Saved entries
───
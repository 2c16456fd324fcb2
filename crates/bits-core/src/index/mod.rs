//! Remote-known chunk index.
//!
//! An in-memory set of chunk keys believed to exist at the remote, persisted
//! as a single blob on a dedicated branch of the host repository. Sharing
//! the branch gives collaborators knowledge of uploaded chunks, so push can
//! skip re-uploads. The index is advisory: losing it costs redundant
//! uploads, never correctness.
//!
//! Persistence uses git plumbing only: `hash-object` for the blob, `mktree`
//! for the single-entry tree, `commit-tree` for the commit, `update-ref`
//! for the branch. Save keeps a single-parent chain; concurrent writers are
//! reconciled by a set-union merge commit with both heads as parents.

use std::collections::HashSet;
use std::process::Output;

use serde::{Deserialize, Serialize};
use tracing::debug;

use bits_types::ChunkKey;

use crate::error::{BitsError, Result};
use crate::git::Git;

/// Branch the index lives on.
pub const INDEX_BRANCH: &str = "refs/heads/bits_chunk_idx";

/// Name of the single tree entry holding the serialized set.
const INDEX_FILE: &str = "remote.cidx";

/// Fixed message for every index commit.
const COMMIT_MESSAGE: &str = "chunk index updated";

const INDEX_FORMAT_VERSION: u32 = 1;

/// Versioned on-disk envelope. Keys are sorted before encoding so equal
/// sets serialize to identical bytes.
#[derive(Serialize, Deserialize)]
struct IndexBlob {
    version: u32,
    keys: Vec<ChunkKey>,
}

pub struct RemoteIndex {
    branch: String,
    set: HashSet<ChunkKey>,
}

impl Default for RemoteIndex {
    fn default() -> Self {
        Self::new()
    }
}

impl RemoteIndex {
    pub fn new() -> Self {
        Self {
            branch: INDEX_BRANCH.to_string(),
            set: HashSet::new(),
        }
    }

    pub fn has(&self, key: &ChunkKey) -> bool {
        self.set.contains(key)
    }

    pub fn add(&mut self, key: ChunkKey) {
        self.set.insert(key);
    }

    pub fn clear(&mut self) {
        self.set.clear();
    }

    pub fn len(&self) -> usize {
        self.set.len()
    }

    pub fn is_empty(&self) -> bool {
        self.set.is_empty()
    }

    pub(crate) fn serialize(set: &HashSet<ChunkKey>) -> Result<Vec<u8>> {
        let mut keys: Vec<ChunkKey> = set.iter().copied().collect();
        keys.sort();
        let blob = IndexBlob {
            version: INDEX_FORMAT_VERSION,
            keys,
        };
        Ok(rmp_serde::to_vec(&blob)?)
    }

    pub(crate) fn deserialize(bytes: &[u8]) -> Result<HashSet<ChunkKey>> {
        let blob: IndexBlob = rmp_serde::from_slice(bytes)?;
        if blob.version != INDEX_FORMAT_VERSION {
            return Err(BitsError::IndexVersion(blob.version));
        }
        Ok(blob.keys.into_iter().collect())
    }

    /// Head commit of the index branch, `None` when the branch does not
    /// exist yet (`show-ref` exits 1).
    fn branch_head(&self, git: &Git) -> Result<Option<String>> {
        let output = git.run_unchecked(&["show-ref", "-s", &self.branch], None)?;
        if output.status.success() {
            let sha = String::from_utf8_lossy(&output.stdout).trim().to_string();
            if sha.is_empty() {
                return Err(BitsError::Git {
                    args: "show-ref".into(),
                    status: 0,
                    stderr: "show-ref produced no commit".into(),
                });
            }
            return Ok(Some(sha));
        }
        match output.status.code() {
            Some(1) => Ok(None),
            _ => Err(Git::command_error(
                &["show-ref", "-s", &self.branch],
                &output,
            )),
        }
    }

    /// Write blob, tree and commit for `set`, returning the commit sha.
    fn write_commit(git: &Git, set: &HashSet<ChunkKey>, parents: &[&str]) -> Result<String> {
        let blob = Self::serialize(set)?;
        let blob_sha = run_object_write(git, &["hash-object", "--stdin", "-w"], &blob)?;

        let tree_entry = format!("100644 blob {blob_sha}\t{INDEX_FILE}");
        let tree_sha = run_object_write(git, &["mktree"], tree_entry.as_bytes())?;

        let mut args: Vec<&str> = vec!["commit-tree", &tree_sha];
        for &parent in parents {
            args.push("-p");
            args.push(parent);
        }
        run_object_write(git, &args, COMMIT_MESSAGE.as_bytes())
    }

    /// Read and decode the blob of an index commit.
    fn read_commit(&self, git: &Git, commit: &str) -> Result<HashSet<ChunkKey>> {
        let spec = format!("{commit}:{INDEX_FILE}");
        let bytes = git.run(&["cat-file", "blob", &spec], None)?;
        Self::deserialize(&bytes)
    }

    /// Persist the in-memory set as a new commit on top of the current
    /// branch head, keeping the single-parent chain.
    pub fn save(&self, git: &Git) -> Result<()> {
        let head = self.branch_head(git)?;
        let parents: Vec<&str> = head.as_deref().into_iter().collect();
        let commit = Self::write_commit(git, &self.set, &parents)?;
        git.run(&["update-ref", &self.branch, &commit], None)?;
        debug!(commit = %commit, keys = self.set.len(), "saved chunk index");
        Ok(())
    }

    /// Replace the in-memory set with the branch's persisted contents. A
    /// missing branch is a no-op.
    pub fn load(&mut self, git: &Git) -> Result<()> {
        let Some(head) = self.branch_head(git)? else {
            return Ok(());
        };
        self.set = self.read_commit(git, &head)?;
        debug!(keys = self.set.len(), "loaded chunk index");
        Ok(())
    }

    /// Fetch the index branch from `remote` into the local branch.
    ///
    /// A fast-forward completes in the single fetch. A non-fast-forward is
    /// expected under concurrent writers: both heads' sets are decoded,
    /// unioned, and committed with both heads as parents. The in-memory set
    /// is not refreshed; call `load` afterwards.
    pub fn pull(&self, git: &Git, remote: &str) -> Result<()> {
        let refspec = format!("{0}:{0}", self.branch);
        let fetch_args = ["fetch", remote, refspec.as_str()];
        let output = git.run_unchecked(&fetch_args, None)?;
        if output.status.success() {
            return Ok(());
        }

        // The fetch still records what it found in FETCH_HEAD; if even that
        // is unresolvable the remote branch does not exist yet.
        let fetched_head = match git.run_unchecked(&["rev-parse", "FETCH_HEAD"], None)? {
            out if out.status.success() => {
                String::from_utf8_lossy(&out.stdout).trim().to_string()
            }
            _ => return Err(BitsError::RemoteBranchMissing),
        };

        let local_head = self
            .branch_head(git)?
            .ok_or_else(|| Git::command_error(&fetch_args, &output))?;

        debug!(
            local = %local_head,
            fetched = %fetched_head,
            "non-fast-forward on index pull, union-merging"
        );

        let mut union = self.read_commit(git, &local_head)?;
        union.extend(self.read_commit(git, &fetched_head)?);

        let merge = Self::write_commit(git, &union, &[&local_head, &fetched_head])?;
        git.run(&["update-ref", &self.branch, &merge], None)?;
        Ok(())
    }

    /// Send the local index branch to `remote`.
    pub fn push_ref(&self, git: &Git, remote: &str) -> Result<()> {
        let refspec = format!("{0}:{0}", self.branch);
        git.run(&["push", remote, &refspec], None)?;
        Ok(())
    }
}

/// Run a plumbing command that writes an object and prints its sha.
fn run_object_write(git: &Git, args: &[&str], stdin: &[u8]) -> Result<String> {
    let output: Output = git.run_unchecked(args, Some(stdin))?;
    if !output.status.success() {
        return Err(Git::command_error(args, &output));
    }
    let sha = String::from_utf8_lossy(&output.stdout).trim().to_string();
    if sha.is_empty() {
        return Err(BitsError::Git {
            args: args.join(" "),
            status: 0,
            stderr: "command produced no object id".into(),
        });
    }
    Ok(sha)
}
───
Scan the records for the string "sets" and show every line that contains it.

/// sets serialize to identical bytes.
    /// expected under concurrent writers: both heads' sets are decoded,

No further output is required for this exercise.